2. Chase also has an option to buy Bear's HQ building at a 20% discount to current value - the building itself is worth a reported $1.4B or 5X the purchase price for the entire company (that's the deal of a lifetime!) - this is available with NO SHAREHOLDER APPROVAL

The fat lady was singing yesterday and the bondholders and counterparties to Bear Stearns derivatives (mainly hedge funds) know it.

This wasn't a bail out it was a federally backed absorption of a defunct company by another company.
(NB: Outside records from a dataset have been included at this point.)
use serde::Serialize;

#[derive(Debug, Clone, Serialize)]
pub struct HealthResponse {
    pub ok: bool,
    pub service: &'static str,
}
//! Property-based tests for markup stripping and reply parsing.

use proptest::prelude::*;

use contentgrade_core::{
    extract_feedback, extract_page_text, extract_score, parse_grade_output, strip_markup,
    truncate_chars, Score, MAX_FEEDBACK_ITEMS, MAX_FETCHED_CHARS,
};

// =============================================================================
// Strategy helpers
// =============================================================================

/// Generate HTML-ish text: words interleaved with tags.
fn html_strategy() -> impl Strategy<Value = String> {
    prop::collection::vec(
        prop_oneof![
            "[a-zA-Z0-9 .,!]{0,12}",
            "[a-z]{1,6}".prop_map(|tag| format!("<{}>", tag)),
            "[a-z]{1,6}".prop_map(|tag| format!("</{}>", tag)),
            "[a-z]{1,4}".prop_map(|tag| format!("<{} class=\"c\">", tag)),
        ],
        0..40,
    )
    .prop_map(|parts| parts.concat())
}

/// Generate a model reply made of mixed plain and bullet lines.
fn reply_strategy() -> impl Strategy<Value = String> {
    prop::collection::vec(
        prop_oneof![
            "[a-zA-Z ]{0,20}",
            "[a-z ]{1,20}".prop_map(|s| format!("- {}", s)),
            "[a-z ]{1,20}".prop_map(|s| format!("• {}", s)),
            (0u16..=100).prop_map(|n| format!("Score: {}", n)),
        ],
        0..20,
    )
    .prop_map(|lines| lines.join("\n"))
}

// =============================================================================
// Markup
// =============================================================================

proptest! {
    #[test]
    fn stripped_text_has_no_complete_tags(html in html_strategy()) {
        let stripped = strip_markup(&html);
        if let Some(open) = stripped.find('<') {
            prop_assert!(!stripped[open..].contains('>'));
        }
    }

    #[test]
    fn stripping_is_idempotent(html in html_strategy()) {
        let once = strip_markup(&html);
        prop_assert_eq!(strip_markup(&once), once.clone());
    }

    #[test]
    fn tag_free_text_is_unchanged(text in "[^<>]{0,200}") {
        prop_assert_eq!(strip_markup(&text), text);
    }

    #[test]
    fn page_text_never_exceeds_budget(html in html_strategy(), pad in 0usize..4000) {
        let page = format!("{}{}", html, "x".repeat(pad));
        let text = extract_page_text(&page);
        prop_assert!(text.chars().count() <= MAX_FETCHED_CHARS);
        prop_assert!(strip_markup(&page).starts_with(&text));
    }

    #[test]
    fn truncation_is_a_char_prefix(text in "\\PC{0,64}", limit in 0usize..80) {
        let cut = truncate_chars(&text, limit);
        prop_assert!(text.starts_with(cut));
        prop_assert_eq!(cut.chars().count(), limit.min(text.chars().count()));
    }
}

// =============================================================================
// Reply parsing
// =============================================================================

proptest! {
    #[test]
    fn feedback_is_bounded_and_bulleted(reply in reply_strategy()) {
        let feedback = extract_feedback(&reply);
        prop_assert!(feedback.len() <= MAX_FEEDBACK_ITEMS);
        for line in &feedback {
            prop_assert!(line.starts_with('-') || line.starts_with('•'));
        }
    }

    #[test]
    fn feedback_preserves_reply_order(reply in reply_strategy()) {
        let expected: Vec<String> = reply
            .lines()
            .filter(|l| l.starts_with('-') || l.starts_with('•'))
            .take(MAX_FEEDBACK_ITEMS)
            .map(String::from)
            .collect();
        prop_assert_eq!(extract_feedback(&reply), expected);
    }

    #[test]
    fn explicit_score_line_is_found(n in 0u16..=100, noise in "[a-z ]{0,30}") {
        let reply = format!("{}\nScore: {}\n- tip", noise.replace("score", ""), n);
        prop_assert_eq!(extract_score(&reply), Score::Points(n));
    }

    #[test]
    fn parsing_is_pure(reply in reply_strategy()) {
        prop_assert_eq!(parse_grade_output(&reply), parse_grade_output(&reply));
    }
}
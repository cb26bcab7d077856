//! Grading handler.

use axum::body::Bytes;
use axum::extract::State;
use axum::Json;
use uuid::Uuid;

use crate::error::ApiError;
use crate::schema::grade::{GradeRequest, GradeResult};
use crate::state::AppState;

/// Grades inline content or the text of a fetched page.
///
/// `POST /api/grade`
///
/// The body is read as JSON regardless of `Content-Type`. An empty body is a
/// request with neither `content` nor `url`.
#[tracing::instrument(name = "grade", skip_all, fields(request_id = %Uuid::new_v4()))]
pub async fn grade(
    State(state): State<AppState>,
    body: Bytes,
) -> Result<Json<GradeResult>, ApiError> {
    let req = parse_body(&body)?;
    let result = state.grading.grade(&req).await?;
    Ok(Json(result))
}

/// Fallback for every non-POST method on the grading route.
pub async fn method_not_allowed() -> ApiError {
    ApiError::MethodNotAllowed
}

fn parse_body(body: &[u8]) -> Result<GradeRequest, ApiError> {
    if body.trim_ascii().is_empty() {
        return Ok(GradeRequest::default());
    }
    serde_json::from_slice(body).map_err(|err| {
        tracing::info!(reason = %err, "rejected request body");
        ApiError::InvalidBody(err.to_string())
    })
}
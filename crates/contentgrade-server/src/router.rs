//! Router assembly for the contentgrade HTTP API.
//!
//! [`build_router`] wires handler functions to their routes with CORS and
//! tracing middleware layers.

use axum::routing::{get, post};
use axum::Router;
use tower_http::cors::CorsLayer;
use tower_http::trace::TraceLayer;

use crate::handlers;
use crate::state::AppState;

/// Builds the complete axum router.
///
/// The grading route answers every method other than POST with the JSON
/// 405 body instead of axum's empty default. CORS is permissive so browser
/// front-ends on other origins can call it.
pub fn build_router(state: AppState) -> Router {
    Router::new()
        .route("/healthz", get(handlers::health::health))
        .route(
            "/api/grade",
            post(handlers::grade::grade).fallback(handlers::grade::method_not_allowed),
        )
        .layer(TraceLayer::new_for_http())
        .layer(CorsLayer::permissive())
        .with_state(state)
}
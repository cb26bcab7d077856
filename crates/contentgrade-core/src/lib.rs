//! Pure domain logic for contentgrade.
//!
//! Everything in this crate is free of I/O: request/result types, markup
//! stripping, the grading prompt, and parsing of the model's free-text reply.
//! The server and CLI crates supply the network calls around it.

pub mod error;
pub mod markup;
pub mod parse;
pub mod prompt;
pub mod types;

// Re-export commonly used items
pub use error::CoreError;
pub use markup::{extract_page_text, strip_markup, truncate_chars, MAX_FETCHED_CHARS};
pub use parse::{extract_feedback, extract_score, parse_grade_output, MAX_FEEDBACK_ITEMS};
pub use prompt::{build_grading_prompt, GRADING_CRITERIA, MAX_SCORE, POINTS_PER_CRITERION};
pub use types::{GradeRequest, GradeResult, ResolvedInput, Score};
Quite a sad day for capitalism, IMO.
 

sandybanks

Beach Fanatic
Mar 15, 2008
264
15
In a nice place
Two reasons:

(1) When they originally "Dropped a Deuce" on Bear, it was an exchange for a set fraction of a share of JPM stock (in the amount of $2) for a share of BSC--now that JPM stock is going up, that fraction of a share is also going up in price.

AND

(2) There's rumblings that Bear employees and deep-pocket Bear shareholders are going to vote "No" to the takeover and are threatening to get legal help to pick apart the "$2 Deal" that took place between "W," Hank, Ben and JPM behind closed doors.

The fat lady hasn't entered the stage yet on this.
fat_lady_sings.jpg


.

I would even go further and say say she hasn't even got to the show.
 

Capricious

Beach Fanatic
Jul 11, 2005
423
42
"...Might be time to sell everything into a "sucker rally" (if there is one) ...?


"...That was last week- remember the 400 point rise?..."




Now you have to decide if this is another "suckers' rally," a "bottom,"
or something else.
 

YoungFT

Beach Lover
Aug 1, 2006
66
22
Worth sharing, anyone with an hour to kill might want to watch this You Tube video that does a fair job of explaining the basics of securitization - CDO's, CMO's, MBS, etc.

Structured Finance, Lecture 1 - The Alphabet Soup of the Credit Crisis

Fed's doing an amazing job addressing the liquidity issue facing the global economy.

It's a shame though that their addressing the wrong problem. The only solution is to let the losses flow to the equity holders - either property owners or shareholders.